Kurzvita Prof. Dr. Dr. Felix Balzer
Der in Hamburg geborene Felix Balzer studierte Medizin und Informatik mit Auslandsaufenthalten in Paris und an der Weill Cornell University in New York. Nach der Promotion zum Dr. med. in Medizinischer Informatik an der Albert-Ludwigs-Universität in Freiburg begann er 2009 die Facharztausbildung an der Charité und habilitierte dort 2015 im Fach Experimentelle Anästhesiologie.
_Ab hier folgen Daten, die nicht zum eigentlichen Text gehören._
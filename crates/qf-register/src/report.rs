use std::fmt;

use qf_core::Symbol;
use serde::{Deserialize, Serialize};

/// Family of a coupling term considered by a builder.
#[derive(Debug, Clone, Copy, PartialEq, Eq, PartialOrd, Ord, Serialize, Deserialize)]
#[serde(rename_all = "kebab-case")]
pub enum TermKind {
    /// Coherent coupling.
    Hamiltonian,
    /// Alignment modulation of a self-energy.
    Alignment,
    /// Outgoing Lindblad transfer.
    LindbladOutgoing,
    /// Incoming Lindblad transfer.
    LindbladIncoming,
    /// Population-gated transfer.
    GatedLindblad,
    /// Decay channel.
    Decay,
    /// Bell-activated feature.
    BellFeature,
}

/// Why a term did not reach the operator set.
#[derive(Debug, Clone, Copy, PartialEq, Eq, PartialOrd, Ord, Serialize, Deserialize)]
#[serde(rename_all = "kebab-case")]
pub enum SkipReason {
    /// The far endpoint is not registered in this instance.
    UnregisteredEndpoint,
    /// The term touches an axis that has already been measured.
    MeasuredAxis,
    /// No population is known for the gate or observable symbol.
    UnknownPopulation,
}

/// One term left out of an operator set.
#[derive(Debug, Clone, PartialEq, Eq, Serialize, Deserialize)]
pub struct SkippedTerm {
    /// Term family.
    pub kind: TermKind,
    /// Symbol whose icon carries the term.
    pub symbol: Symbol,
    /// Endpoint, gate or observable that caused the skip.
    pub endpoint: Symbol,
    /// Cause.
    pub reason: SkipReason,
}

impl fmt::Display for SkippedTerm {
    fn fmt(&self, f: &mut fmt::Formatter<'_>) -> fmt::Result {
        write!(
            f,
            "{:?} {} -> {} skipped ({:?})",
            self.kind, self.symbol, self.endpoint, self.reason
        )
    }
}

/// Summary of an operator build.
#[derive(Debug, Clone, Default, PartialEq, Eq, Serialize, Deserialize)]
pub struct BuildReport {
    /// Hamiltonian terms realized.
    pub hamiltonian_terms: usize,
    /// Jump operators emitted.
    pub jump_operators: usize,
    /// Terms left out, in visiting order.
    pub skipped: Vec<SkippedTerm>,
}

impl BuildReport {
    /// Skips with a given reason.
    pub fn skipped_for(&self, reason: SkipReason) -> impl Iterator<Item = &SkippedTerm> {
        self.skipped.iter().filter(move |term| term.reason == reason)
    }
}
Ein Jahr später erhielt er das Zertifikat „Medizinische Informatik“ der GMDS/GI/BVMI. 2017 folgte die Anerkennung zum Facharzt für Anästhesiologie und die Promotion zum Dr. rer. nat. am Institut für Informatik der Humboldt-Universität zu Berlin. 2018 trat er die Stiftungsprofessur für E-Health and Shared Decision Allocation am Einstein Center Digital Future (ECDF) an. 2021 folgte der Ruf auf die W3-Professur für Medical Data Science an der Charité.